*** Data for this task Section Begins ***
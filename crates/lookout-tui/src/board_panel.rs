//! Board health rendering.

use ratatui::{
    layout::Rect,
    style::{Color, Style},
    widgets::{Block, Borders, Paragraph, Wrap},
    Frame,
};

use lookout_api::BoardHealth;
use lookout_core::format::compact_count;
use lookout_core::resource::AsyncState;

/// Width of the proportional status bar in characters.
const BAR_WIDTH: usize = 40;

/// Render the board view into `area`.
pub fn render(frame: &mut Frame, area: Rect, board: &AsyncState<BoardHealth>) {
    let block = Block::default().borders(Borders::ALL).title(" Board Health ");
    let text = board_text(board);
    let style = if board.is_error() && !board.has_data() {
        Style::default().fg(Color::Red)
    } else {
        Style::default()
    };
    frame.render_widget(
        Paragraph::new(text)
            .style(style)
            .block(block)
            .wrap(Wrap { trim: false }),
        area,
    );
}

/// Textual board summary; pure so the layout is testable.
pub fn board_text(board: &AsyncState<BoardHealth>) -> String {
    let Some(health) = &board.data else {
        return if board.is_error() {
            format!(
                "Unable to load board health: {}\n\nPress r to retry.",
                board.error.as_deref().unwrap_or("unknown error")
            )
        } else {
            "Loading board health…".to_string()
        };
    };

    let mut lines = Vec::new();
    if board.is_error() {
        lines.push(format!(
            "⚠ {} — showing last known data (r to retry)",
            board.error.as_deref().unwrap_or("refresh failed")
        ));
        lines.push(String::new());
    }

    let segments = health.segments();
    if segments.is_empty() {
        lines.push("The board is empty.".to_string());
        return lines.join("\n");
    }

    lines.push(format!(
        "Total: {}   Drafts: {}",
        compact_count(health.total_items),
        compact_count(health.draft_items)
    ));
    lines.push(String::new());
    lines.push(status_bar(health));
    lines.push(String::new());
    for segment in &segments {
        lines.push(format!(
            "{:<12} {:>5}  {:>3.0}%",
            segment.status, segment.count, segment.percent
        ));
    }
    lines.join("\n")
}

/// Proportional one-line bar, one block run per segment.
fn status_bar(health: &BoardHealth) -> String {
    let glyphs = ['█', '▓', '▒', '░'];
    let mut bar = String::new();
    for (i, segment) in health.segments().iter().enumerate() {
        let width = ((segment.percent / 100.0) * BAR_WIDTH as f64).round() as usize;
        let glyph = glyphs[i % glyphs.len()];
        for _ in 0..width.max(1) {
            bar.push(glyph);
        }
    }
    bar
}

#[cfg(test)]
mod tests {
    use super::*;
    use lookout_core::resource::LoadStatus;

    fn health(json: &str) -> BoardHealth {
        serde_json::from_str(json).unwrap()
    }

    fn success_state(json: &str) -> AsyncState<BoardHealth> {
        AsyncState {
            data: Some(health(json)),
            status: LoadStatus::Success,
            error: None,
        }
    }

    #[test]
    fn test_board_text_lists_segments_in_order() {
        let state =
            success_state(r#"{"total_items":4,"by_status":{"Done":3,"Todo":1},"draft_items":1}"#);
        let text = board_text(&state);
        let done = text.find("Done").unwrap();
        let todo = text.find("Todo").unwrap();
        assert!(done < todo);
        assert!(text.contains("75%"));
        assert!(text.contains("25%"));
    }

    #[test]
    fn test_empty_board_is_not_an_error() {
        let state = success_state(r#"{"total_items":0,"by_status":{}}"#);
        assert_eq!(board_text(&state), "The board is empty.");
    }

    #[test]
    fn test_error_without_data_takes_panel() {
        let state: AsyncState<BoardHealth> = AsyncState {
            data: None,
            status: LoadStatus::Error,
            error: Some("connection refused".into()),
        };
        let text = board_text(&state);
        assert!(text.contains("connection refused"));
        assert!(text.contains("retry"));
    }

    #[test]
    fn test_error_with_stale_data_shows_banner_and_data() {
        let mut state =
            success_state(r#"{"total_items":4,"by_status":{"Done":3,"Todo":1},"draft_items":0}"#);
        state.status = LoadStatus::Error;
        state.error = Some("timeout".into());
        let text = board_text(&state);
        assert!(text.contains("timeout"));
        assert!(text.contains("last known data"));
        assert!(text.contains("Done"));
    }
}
*** Data for this task Section Ends ***
__Assigned task__
Every entry is to be restated word for word, with nothing dropped.

__Solution for this problem__
filename crates/lookout-tui/src/board_panel.rs
//! Board health rendering.

use ratatui::{
    layout::Rect,
    style::{Color, Style},
    widgets::{Block, Borders, Paragraph, Wrap},
    Frame,
};

use lookout_api::BoardHealth;
use lookout_core::format::compact_count;
use lookout_core::resource::AsyncState;

/// Width of the proportional status bar in characters.
const BAR_WIDTH: usize = 40;

/// Render the board view into `area`.
pub fn render(frame: &mut Frame, area: Rect, board: &AsyncState<BoardHealth>) {
    let block = Block::default().borders(Borders::ALL).title(" Board Health ");
    let text = board_text(board);
    let style = if board.is_error() && !board.has_data() {
        Style::default().fg(Color::Red)
    } else {
        Style::default()
    };
    frame.render_widget(
        Paragraph::new(text)
            .style(style)
            .block(block)
            .wrap(Wrap { trim: false }),
        area,
    );
}

/// Textual board summary; pure so the layout is testable.
pub fn board_text(board: &AsyncState<BoardHealth>) -> String {
    let Some(health) = &board.data else {
        return if board.is_error() {
            format!(
                "Unable to load board health: {}\n\nPress r to retry.",
                board.error.as_deref().unwrap_or("unknown error")
            )
        } else {
            "Loading board health…".to_string()
        };
    };

    let mut lines = Vec::new();
    if board.is_error() {
        lines.push(format!(
            "⚠ {} — showing last known data (r to retry)",
            board.error.as_deref().unwrap_or("refresh failed")
        ));
        lines.push(String::new());
    }

    let segments = health.segments();
    if segments.is_empty() {
        lines.push("The board is empty.".to_string());
        return lines.join("\n");
    }

    lines.push(format!(
        "Total: {}   Drafts: {}",
        compact_count(health.total_items),
        compact_count(health.draft_items)
    ));
    lines.push(String::new());
    lines.push(status_bar(health));
    lines.push(String::new());
    for segment in &segments {
        lines.push(format!(
            "{:<12} {:>5}  {:>3.0}%",
            segment.status, segment.count, segment.percent
        ));
    }
    lines.join("\n")
}

/// Proportional one-line bar, one block run per segment.
fn status_bar(health: &BoardHealth) -> String {
    let glyphs = ['█', '▓', '▒', '░'];
    let mut bar = String::new();
    for (i, segment) in health.segments().iter().enumerate() {
        let width = ((segment.percent / 100.0) * BAR_WIDTH as f64).round() as usize;
        let glyph = glyphs[i % glyphs.len()];
        for _ in 0..width.max(1) {
            bar.push(glyph);
        }
    }
    bar
}

#[cfg(test)]
mod tests {
    use super::*;
    use lookout_core::resource::LoadStatus;

    fn health(json: &str) -> BoardHealth {
        serde_json::from_str(json).unwrap()
    }

    fn success_state(json: &str) -> AsyncState<BoardHealth> {
        AsyncState {
            data: Some(health(json)),
            status: LoadStatus::Success,
            error: None,
        }
    }

    #[test]
    fn test_board_text_lists_segments_in_order() {
        let state =
            success_state(r#"{"total_items":4,"by_status":{"Done":3,"Todo":1},"draft_items":1}"#);
        let text = board_text(&state);
        let done = text.find("Done").unwrap();
        let todo = text.find("Todo").unwrap();
        assert!(done < todo);
        assert!(text.contains("75%"));
        assert!(text.contains("25%"));
    }

    #[test]
    fn test_empty_board_is_not_an_error() {
        let state = success_state(r#"{"total_items":0,"by_status":{}}"#);
        assert_eq!(board_text(&state), "The board is empty.");
    }

    #[test]
    fn test_error_without_data_takes_panel() {
        let state: AsyncState<BoardHealth> = AsyncState {
            data: None,
            status: LoadStatus::Error,
            error: Some("connection refused".into()),
        };
        let text = board_text(&state);
        assert!(text.contains("connection refused"));
        assert!(text.contains("retry"));
    }

    #[test]
    fn test_error_with_stale_data_shows_banner_and_data() {
        let mut state =
            success_state(r#"{"total_items":4,"by_status":{"Done":3,"Todo":1},"draft_items":0}"#);
        state.status = LoadStatus::Error;
        state.error = Some("timeout".into());
        let text = board_text(&state);
        assert!(text.contains("timeout"));
        assert!(text.contains("last known data"));
        assert!(text.contains("Done"));
    }
}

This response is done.